As they drove by, Holle saw people pressed up to the fences, rows of faces, children dressed in clothes faded to the color of the mud, or the gray of the overcast December sky. Kelly Kenzie had the nerve to wave a gloved hand. The Candidates were still celebrities. A couple of children waved back. But the adults stared back, as if the Candidates in their environment suits were visitors from some other star. Some held up improvised placards, a single name scrawled on bits of card or plastic or cloth: VASQUEZ. After withdrawing from the 2036 election former President Vasquez had become an outspoken champion of the nation’s dispossessed.

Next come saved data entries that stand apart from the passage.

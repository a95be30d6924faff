//! Draw lists
//!
//! A [`DrawList`] records one frame: instance data for the shape and glyph
//! buffers plus the ordered commands that draw them. Clip masks are ordinary
//! shape instances drawn with the mask pipelines; every command carries the
//! stencil reference it runs with. Textured shapes name the registered
//! texture they sample with a [`TextureId`].

use std::ops::Range;

use lustre_core::{ClipError, ClipStack, GlyphInstance, ShapeInstance};

/// Handle to a color texture registered with a renderer
#[derive(Clone, Copy, Debug, PartialEq, Eq, Hash)]
pub struct TextureId(u32);

impl TextureId {
    pub const fn new(index: u32) -> Self {
        Self(index)
    }

    pub const fn index(self) -> u32 {
        self.0
    }
}

/// One step of a frame
#[derive(Clone, Debug, PartialEq, Eq)]
pub enum DrawCommand {
    /// Draw a range of the shape buffer; `texture` is bound for the texture
    /// layer (a transparent placeholder when `None`)
    Shapes {
        instances: Range<u32>,
        reference: u32,
        texture: Option<TextureId>,
    },
    /// Draw a range of the glyph buffer
    Glyphs { instances: Range<u32>, reference: u32 },
    /// Increment the stencil inside the mask at `instance` of the shape buffer
    PushClip { instance: u32, reference: u32 },
    /// Decrement the stencil inside the mask at `instance` of the shape buffer
    PopClip { instance: u32, reference: u32 },
}

/// Instance data and commands for one frame
#[derive(Clone, Debug, Default)]
pub struct DrawList {
    shapes: Vec<ShapeInstance>,
    glyphs: Vec<GlyphInstance>,
    commands: Vec<DrawCommand>,
    clips: ClipStack,
    clip_masks: Vec<u32>,
}

impl DrawList {
    pub fn new() -> Self {
        Self::default()
    }

    pub fn shape_instances(&self) -> &[ShapeInstance] {
        &self.shapes
    }

    pub fn glyph_instances(&self) -> &[GlyphInstance] {
        &self.glyphs
    }

    pub fn commands(&self) -> &[DrawCommand] {
        &self.commands
    }

    /// Current clip nesting depth
    pub fn clip_depth(&self) -> u32 {
        self.clips.depth()
    }

    pub fn is_empty(&self) -> bool {
        self.commands.is_empty()
    }

    /// Reset for a new frame, keeping allocations
    pub fn clear(&mut self) {
        self.shapes.clear();
        self.glyphs.clear();
        self.commands.clear();
        self.clips = ClipStack::new();
        self.clip_masks.clear();
    }

    /// Append untextured shapes; consecutive calls at the same clip depth merge
    pub fn shapes(&mut self, shapes: &[ShapeInstance]) -> &mut Self {
        self.push_shapes(shapes, None)
    }

    /// Append shapes whose texture layer samples `texture`
    pub fn textured_shapes(&mut self, texture: TextureId, shapes: &[ShapeInstance]) -> &mut Self {
        self.push_shapes(shapes, Some(texture))
    }

    /// Every texture referenced by a command, in first-use order
    pub fn textures(&self) -> impl Iterator<Item = TextureId> + '_ {
        let mut seen = Vec::new();
        self.commands.iter().filter_map(move |command| match command {
            DrawCommand::Shapes {
                texture: Some(id), ..
            } if !seen.contains(id) => {
                seen.push(*id);
                Some(*id)
            }
            _ => None,
        })
    }

    fn push_shapes(&mut self, shapes: &[ShapeInstance], texture: Option<TextureId>) -> &mut Self {
        if shapes.is_empty() {
            return self;
        }
        let start = self.shapes.len() as u32;
        self.shapes.extend_from_slice(shapes);
        let end = self.shapes.len() as u32;
        let reference = self.clips.reference();

        if let Some(DrawCommand::Shapes {
            instances,
            reference: r,
            texture: t,
        }) = self.commands.last_mut()
        {
            if *r == reference && *t == texture && instances.end == start {
                instances.end = end;
                return self;
            }
        }
        self.commands.push(DrawCommand::Shapes {
            instances: start..end,
            reference,
            texture,
        });
        self
    }

    /// Append glyphs; consecutive calls at the same clip depth merge
    pub fn glyphs(&mut self, glyphs: &[GlyphInstance]) -> &mut Self {
        if glyphs.is_empty() {
            return self;
        }
        let start = self.glyphs.len() as u32;
        self.glyphs.extend_from_slice(glyphs);
        let end = self.glyphs.len() as u32;
        let reference = self.clips.reference();

        if let Some(DrawCommand::Glyphs {
            instances,
            reference: r,
        }) = self.commands.last_mut()
        {
            if *r == reference && instances.end == start {
                instances.end = end;
                return self;
            }
        }
        self.commands.push(DrawCommand::Glyphs {
            instances: start..end,
            reference,
        });
        self
    }

    /// Restrict following draws to the silhouette of `mask`
    pub fn push_clip(&mut self, mask: ShapeInstance) -> Result<&mut Self, ClipError> {
        let reference = self.clips.push()?;
        let instance = self.shapes.len() as u32;
        self.shapes.push(mask);
        self.clip_masks.push(instance);
        self.commands
            .push(DrawCommand::PushClip { instance, reference });
        Ok(self)
    }

    /// Undo the innermost [`push_clip`](Self::push_clip)
    pub fn pop_clip(&mut self) -> Result<&mut Self, ClipError> {
        let reference = self.clips.pop()?;
        let instance = self.clip_masks.pop().ok_or(ClipError::Underflow)?;
        self.commands
            .push(DrawCommand::PopClip { instance, reference });
        Ok(self)
    }
}

#[cfg(test)]
mod tests {
    use super::*;

    fn rect() -> ShapeInstance {
        ShapeInstance::rect(0.0, 0.0, 10.0, 10.0)
    }

    #[test]
    fn consecutive_draws_merge() {
        let mut list = DrawList::new();
        list.shapes(&[rect(), rect()]).shapes(&[rect()]);
        assert_eq!(
            list.commands(),
            &[DrawCommand::Shapes {
                instances: 0..3,
                reference: 0,
                texture: None,
            }]
        );
    }

    #[test]
    fn texture_changes_split_draws() {
        let (a, b) = (TextureId::new(0), TextureId::new(1));
        let mut list = DrawList::new();
        list.textured_shapes(a, &[rect()])
            .textured_shapes(a, &[rect()])
            .textured_shapes(b, &[rect()])
            .shapes(&[rect()])
            .textured_shapes(a, &[rect()]);
        assert_eq!(
            list.commands(),
            &[
                DrawCommand::Shapes {
                    instances: 0..2,
                    reference: 0,
                    texture: Some(a),
                },
                DrawCommand::Shapes {
                    instances: 2..3,
                    reference: 0,
                    texture: Some(b),
                },
                DrawCommand::Shapes {
                    instances: 3..4,
                    reference: 0,
                    texture: None,
                },
                DrawCommand::Shapes {
                    instances: 4..5,
                    reference: 0,
                    texture: Some(a),
                },
            ]
        );
        assert_eq!(list.textures().collect::<Vec<_>>(), vec![a, b]);
    }

    #[test]
    fn clip_commands_carry_references() {
        let mut list = DrawList::new();
        list.shapes(&[rect()]);
        list.push_clip(rect()).unwrap();
        list.shapes(&[rect()]);
        list.glyphs(&[GlyphInstance::default()]);
        list.pop_clip().unwrap();
        list.shapes(&[rect()]);

        assert_eq!(
            list.commands(),
            &[
                DrawCommand::Shapes {
                    instances: 0..1,
                    reference: 0,
                    texture: None,
                },
                DrawCommand::PushClip {
                    instance: 1,
                    reference: 0
                },
                DrawCommand::Shapes {
                    instances: 2..3,
                    reference: 1,
                    texture: None,
                },
                DrawCommand::Glyphs {
                    instances: 0..1,
                    reference: 1
                },
                DrawCommand::PopClip {
                    instance: 1,
                    reference: 1
                },
                DrawCommand::Shapes {
                    instances: 3..4,
                    reference: 0,
                    texture: None,
                },
            ]
        );
        assert_eq!(list.clip_depth(), 0);
        assert_eq!(list.shape_instances().len(), 4);
    }

    #[test]
    fn unbalanced_pop_errors() {
        let mut list = DrawList::new();
        assert_eq!(list.pop_clip().err(), Some(ClipError::Underflow));
    }

    #[test]
    fn clear_resets() {
        let mut list = DrawList::new();
        list.push_clip(rect()).unwrap();
        list.clear();
        assert!(list.is_empty());
        assert_eq!(list.clip_depth(), 0);
        assert!(list.shape_instances().is_empty());
    }
}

Conspiracy theories had been proliferating since Vasquez’s assassination in her home, just a week ago.

There had recently been a new influx of eye-dees. When the sea-level rise had topped twelve hundred meters the flood had at last started to impinge on Colorado itself in a serious way. The waters had got as far as Burlington on the I-70 and Lamar on the I-50, and the great rivers, the South Platte and the Arkansas, were now tidal in their lower reaches. There was salt-poisoning in the aquifers, and, it was said, of some trees and crops even in Denver. A fresh, panicky relocation was going on, as eye-dees in the sod-house communities on the plains were moved up to the higher, poorer land of Monument Ridge or the Rockies. But anybody who could break out of the official corridors made for the sanctuary of the cities. And meanwhile, some of the Project Nimrod workers were drifting away, making an early claim for a place on the remnant high ground.